At the 2015 IPC Swimming World Championships, he won  silver medals in the Men's 100 m freestyle S7 and 200 m medley SM7 and bronze medals in the Men's 50 m freestyle S7 and Men's 4×100 m freestyle relay 34 points. He finished fourth in the men's 100 m breaststroke SB7, men's 50 m butterfly S7 and men's 4 × 100 m medley relay 34pts.

At the 2016 Rio Paralympics, he won the bronze medal in the Men's 200 m Individual Medley SM7. He placed fourth in the Men's 50 m Freestyle S7 and Men's 100 m Freestyle S7, fifth in the Men's 50 m Butterfly S7, fourth in the Men's 4×100 m Medley Relay (34 points) and fifth in the Men's 4×100 m Freestyle (34 Points).

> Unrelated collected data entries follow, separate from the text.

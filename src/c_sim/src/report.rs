//==================================================================================================
// Imports
//==================================================================================================
use cache_lib::{Cache, CacheLine};
use geometry_lib::Geometry;
use sim_lib::ReferenceResult;
use stats_lib::HitStats;
use std::{
    io::{self, Write},
    ops::Range,
};

//==================================================================================================
// Constants
//==================================================================================================
const RULE: &str = "______________________________________________________________________________________";

//==================================================================================================
// Functions
//==================================================================================================
pub fn print_geometry<W: Write>(out: &mut W, geometry: &Geometry) -> io::Result<()> {
    writeln!(out, "Total address lines required: {}", geometry.address_bits())?;
    writeln!(out, "Number of bits for offset: {}", geometry.offset_bits())?;
    writeln!(out, "Number of bits for index: {}", geometry.index_bits())?;
    writeln!(out, "Number of bits for tag: {}", geometry.tag_bits())?;
    writeln!(out, "Total cache size required: {} bytes", geometry.total_size())
}

/// Main memory table: one row per reference.
pub fn print_references<W: Write>(out: &mut W, results: &[ReferenceResult]) -> io::Result<()> {
    writeln!(out)?;
    writeln!(
	out,
	"{:<22}{:<12}{:<12}{:<12}{}",
	"main memory address", "mm blk#", "cm set#", "cm blk#", "hit/miss"
    )?;
    writeln!(out, "{}", RULE)?;
    for result in results {
	writeln!(
	    out,
	    "{:<22}{:<12}{:<12}{:<12}{}",
	    result.address,
	    result.block,
	    result.set,
	    line_range(&result.lines),
	    result.outcome,
	)?;
    }
    Ok(())
}

/// Final status of every cache line.
pub fn print_cache<W: Write>(out: &mut W, cache: &Cache) -> io::Result<()> {
    let tag_bits = cache.cache_geometry().tag_bits() as usize;

    writeln!(out)?;
    writeln!(out, "FINAL STATUS OF THE CACHE:")?;
    writeln!(
	out,
	"{:<12}{:<12}{:<12}{:<16}{}",
	"Cache blk#", "dirty bit", "valid bit", "tag", "Data"
    )?;
    writeln!(out, "{}", RULE)?;
    for line in cache.cache_lines() {
	writeln!(
	    out,
	    "{:<12}{:<12}{:<12}{:<16}{}",
	    line.line_number(),
	    line.line_dirty().as_flag(),
	    u8::from(line.line_valid()),
	    tag_field(line, tag_bits),
	    data_field(line),
	)?;
    }
    Ok(())
}

pub fn print_hit_rates<W: Write>(out: &mut W, stats: &HitStats) -> io::Result<()> {
    writeln!(out)?;
    writeln!(out, "Actual Hit Rate = {}", stats.achieved)?;
    writeln!(out, "Best possible hit rate = {}", stats.best_possible)
}

fn line_range(lines: &Range<usize>) -> String {
    match lines.len() {
	1 => lines.start.to_string(),
	_ => format!("{}-{}", lines.start, lines.end - 1),
    }
}

// Fixed width binary, or all X's for a line that was never filled
fn tag_field(line: &CacheLine, tag_bits: usize) -> String {
    match line.line_tag() {
	Some(_) if tag_bits == 0 => String::new(),
	Some(tag) => format!("{:0width$b}", tag, width = tag_bits),
	None => "X".repeat(tag_bits),
    }
}

fn data_field(line: &CacheLine) -> String {
    match line.line_block() {
	Some(block) => format!("mm blk #{}", block),
	None => "mm blk #?".to_string(),
    }
}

At the 2018 Commonwealth Games on the Gold Coast, Australia, he won gold in the Men's 50m Freestyle (S7).

At the 2019 World Para Swimming Championships in London, he came third (winning the bronze medal) in the Men's  Freestyle (34 points), came fourth in the Men's  Medley (34 points), fifth in the Men's 200m Individual Medley (SM7) and Men's 100m Freestyle (S7), sixth in the Men's 400m Freestyle (S7) and seventh in the Men's 100m Breaststroke (SB6) (Oceania Record).

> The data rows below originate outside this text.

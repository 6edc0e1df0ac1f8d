//==================================================================================================
// Configuration
//==================================================================================================
#![deny(clippy::all)]

//==================================================================================================
// Imports
//==================================================================================================
use log::debug;
use std::{
    fmt,
    ops::Range,
    str::FromStr,
};
use thiserror::Error;

//==================================================================================================
// Constants
//==================================================================================================
/// Largest number of cache lines a simulated cache may have.
pub const MAX_LINES: u64 = 1 << 24;

//==================================================================================================
// Enum
//==================================================================================================
#[derive(Clone, Copy, Debug, PartialEq, Eq)]
pub enum ReplacementPolicy {
    Lru,
    Fifo,
}

#[derive(Clone, Copy, Debug, PartialEq, Eq)]
pub enum WritePolicy {
    WriteBack,
    WriteThrough,
}

/// Reasons a cache configuration is rejected before any reference is simulated.
#[derive(Debug, Error, PartialEq, Eq)]
pub enum ConfigError {
    #[error("{name} must be a positive integer")]
    NonPositive { name: &'static str },

    #[error("{name} ({value}) must be power of 2")]
    NotPowerOfTwo { name: &'static str, value: u64 },

    #[error("cache size ({cache_size}) is not divisible by block size ({block_size}) x associativity ({associativity})")]
    Indivisible {
	cache_size	: u64,
	block_size	: u64,
	associativity	: u64,
    },

    #[error("cache size ({cache_size}) exceeds main memory size ({memory_size})")]
    CacheExceedsMemory { cache_size: u64, memory_size: u64 },

    #[error("cache has {num_lines} lines (at most {max} are supported)")]
    TooManyLines { num_lines: u64, max: u64 },

    #[error("address width ({address_bits} bits) cannot hold {offset_bits} offset bits and {index_bits} index bits")]
    NegativeTagBits {
	address_bits	: u32,
	offset_bits	: u32,
	index_bits	: u32,
    },

    #[error("invalid replacement policy '{0}' (expected LRU or FIFO)")]
    UnknownReplacementPolicy(String),

    #[error("invalid write policy '{0}' (expected write-back or write-through)")]
    UnknownWritePolicy(String),
}

//==================================================================================================
// Structures
//==================================================================================================
/// The six user-facing parameters of a simulated cache.
#[derive(Clone, Copy, Debug, PartialEq, Eq)]
pub struct Config {
    /// Main memory size (in Bytes)
    pub memory_size		: u64,
    /// Cache data size (in Bytes)
    pub cache_size		: u64,
    /// Block (line) size (in Bytes)
    pub block_size		: u64,
    /// Number of lines per set
    pub associativity		: u64,
    pub replacement		: ReplacementPolicy,
    pub write			: WritePolicy,
}

/// Bit layout and dimensions derived from a [`Config`].
#[derive(Clone, Copy, Debug, PartialEq, Eq)]
pub struct Geometry {
    address_bits		: u32,
    offset_bits			: u32,
    index_bits			: u32,
    tag_bits			: u32,

    block_size			: u64,
    associativity		: usize,
    num_lines			: usize,
    num_sets			: usize,

    // Storage footprint (in Bytes)
    cache_size			: u64,
    tag_storage			: u64,
    valid_storage		: u64,
    dirty_storage		: u64,
}

//==================================================================================================
// Implementations
//==================================================================================================
impl FromStr for ReplacementPolicy {
    type Err = ConfigError;

    fn from_str(s: &str) -> Result<Self, Self::Err> {
	match s.trim().to_ascii_lowercase().as_str() {
	    "l" | "lru" => Ok(ReplacementPolicy::Lru),
	    "f" | "fifo" => Ok(ReplacementPolicy::Fifo),
	    _ => Err(ConfigError::UnknownReplacementPolicy(s.to_string())),
	}
    }
}

impl fmt::Display for ReplacementPolicy {
    fn fmt(&self, f: &mut fmt::Formatter<'_>) -> fmt::Result {
	match self {
	    ReplacementPolicy::Lru => write!(f, "LRU"),
	    ReplacementPolicy::Fifo => write!(f, "FIFO"),
	}
    }
}

impl FromStr for WritePolicy {
    type Err = ConfigError;

    fn from_str(s: &str) -> Result<Self, Self::Err> {
	match s.trim().to_ascii_lowercase().as_str() {
	    "b" | "write-back" | "writeback" => Ok(WritePolicy::WriteBack),
	    "t" | "write-through" | "writethrough" => Ok(WritePolicy::WriteThrough),
	    _ => Err(ConfigError::UnknownWritePolicy(s.to_string())),
	}
    }
}

impl fmt::Display for WritePolicy {
    fn fmt(&self, f: &mut fmt::Formatter<'_>) -> fmt::Result {
	match self {
	    WritePolicy::WriteBack => write!(f, "write-back"),
	    WritePolicy::WriteThrough => write!(f, "write-through"),
	}
    }
}

impl Geometry {
    /// Derives the cache geometry from `config`.
    ///
    /// # Returns
    ///
    /// * `Ok(Geometry)`       - if every size is a positive power of two and the sizes fit together
    /// * `Err(ConfigError)`   - otherwise; nothing is simulated with a rejected configuration
    pub fn new(config: &Config) -> Result<Self, ConfigError> {
	// Sanity Check
	for (name, value) in [
	    ("main memory size", config.memory_size),
	    ("cache size", config.cache_size),
	    ("block size", config.block_size),
	    ("associativity", config.associativity),
	] {
	    if value == 0 {
		return Err(ConfigError::NonPositive { name });
	    }
	}
	for (name, value) in [
	    ("main memory size", config.memory_size),
	    ("cache size", config.cache_size),
	    ("block size", config.block_size),
	] {
	    if !value.is_power_of_two() {
		return Err(ConfigError::NotPowerOfTwo { name, value });
	    }
	}

	if config.cache_size > config.memory_size {
	    return Err(ConfigError::CacheExceedsMemory {
		cache_size: config.cache_size,
		memory_size: config.memory_size,
	    });
	}

	let set_bytes = config.block_size.checked_mul(config.associativity);
	let num_sets = match set_bytes {
	    Some(bytes) if config.cache_size % bytes == 0 => config.cache_size / bytes,
	    _ => {
		return Err(ConfigError::Indivisible {
		    cache_size: config.cache_size,
		    block_size: config.block_size,
		    associativity: config.associativity,
		});
	    }
	};

	// A divisor of a power of two is itself a power of two, so every log below is exact.
	let address_bits = config.memory_size.ilog2();
	let offset_bits = config.block_size.ilog2();
	let index_bits = num_sets.ilog2();
	let tag_bits = address_bits
	    .checked_sub(offset_bits + index_bits)
	    .ok_or(ConfigError::NegativeTagBits {
		address_bits,
		offset_bits,
		index_bits,
	    })?;

	let num_lines = config.cache_size / config.block_size;
	if num_lines > MAX_LINES {
	    return Err(ConfigError::TooManyLines {
		num_lines,
		max: MAX_LINES,
	    });
	}
	// num_lines <= 2^24 and tag_bits < 64, so the product fits
	let tag_storage = (u64::from(tag_bits) * num_lines) / 8;
	let valid_storage = num_lines / 8;
	let dirty_storage = valid_storage;

	debug!(
	    "Geometry: {} address bits = {} tag + {} index + {} offset, {} lines in {} sets",
	    address_bits,
	    tag_bits,
	    index_bits,
	    offset_bits,
	    num_lines,
	    num_sets,
	);

	Ok(Self {
	    address_bits,
	    offset_bits,
	    index_bits,
	    tag_bits,
	    block_size: config.block_size,
	    associativity: config.associativity as usize,
	    num_lines: num_lines as usize,
	    num_sets: num_sets as usize,
	    cache_size: config.cache_size,
	    tag_storage,
	    valid_storage,
	    dirty_storage,
	})
    }

    pub fn address_bits(&self) -> u32 {
	self.address_bits
    }

    pub fn offset_bits(&self) -> u32 {
	self.offset_bits
    }

    pub fn index_bits(&self) -> u32 {
	self.index_bits
    }

    pub fn tag_bits(&self) -> u32 {
	self.tag_bits
    }

    pub fn associativity(&self) -> usize {
	self.associativity
    }

    pub fn num_lines(&self) -> usize {
	self.num_lines
    }

    pub fn num_sets(&self) -> usize {
	self.num_sets
    }

    /// Main memory block holding `address`.
    pub fn block_number(&self, address: u64) -> u64 {
	address / self.block_size
    }

    pub fn set_of_block(&self, block_number: u64) -> usize {
	(block_number % self.num_sets as u64) as usize
    }

    pub fn tag_of_block(&self, block_number: u64) -> u64 {
	block_number / self.num_sets as u64
    }

    /// Set that owns cache line `line`.
    pub fn set_of_line(&self, line: usize) -> usize {
	line / self.associativity
    }

    /// Contiguous line numbers belonging to `set`.
    pub fn set_lines(&self, set: usize) -> Range<usize> {
	let first = set * self.associativity;
	first..first + self.associativity
    }

    /// Bytes of tag storage across all lines.
    pub fn tag_storage(&self) -> u64 {
	self.tag_storage
    }

    pub fn valid_storage(&self) -> u64 {
	self.valid_storage
    }

    pub fn dirty_storage(&self) -> u64 {
	self.dirty_storage
    }

    /// Data plus tag, valid and dirty storage (in Bytes).
    pub fn total_size(&self) -> u64 {
	self.cache_size + self.tag_storage + self.valid_storage + self.dirty_storage
    }
}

, he is a New South Wales Institute of Sport scholarship holder.

At the 2020 Tokyo Paralympics, Levy won gold in the Men's 4×100 m freestyle 34 pts, along with Rowan Crothers, William Martin and Ben Popham, breaking the current World Record by almost 2 seconds. He also won a bronze medal in the Men's 100 m breaststroke SB6.

Levy won two medals – gold in the Mixed 4 × 100 m medley relay 34 pts and bronze in the Men's 50 m Freestyle S7 at the 2022 World Para Swimming Championships, Madeira.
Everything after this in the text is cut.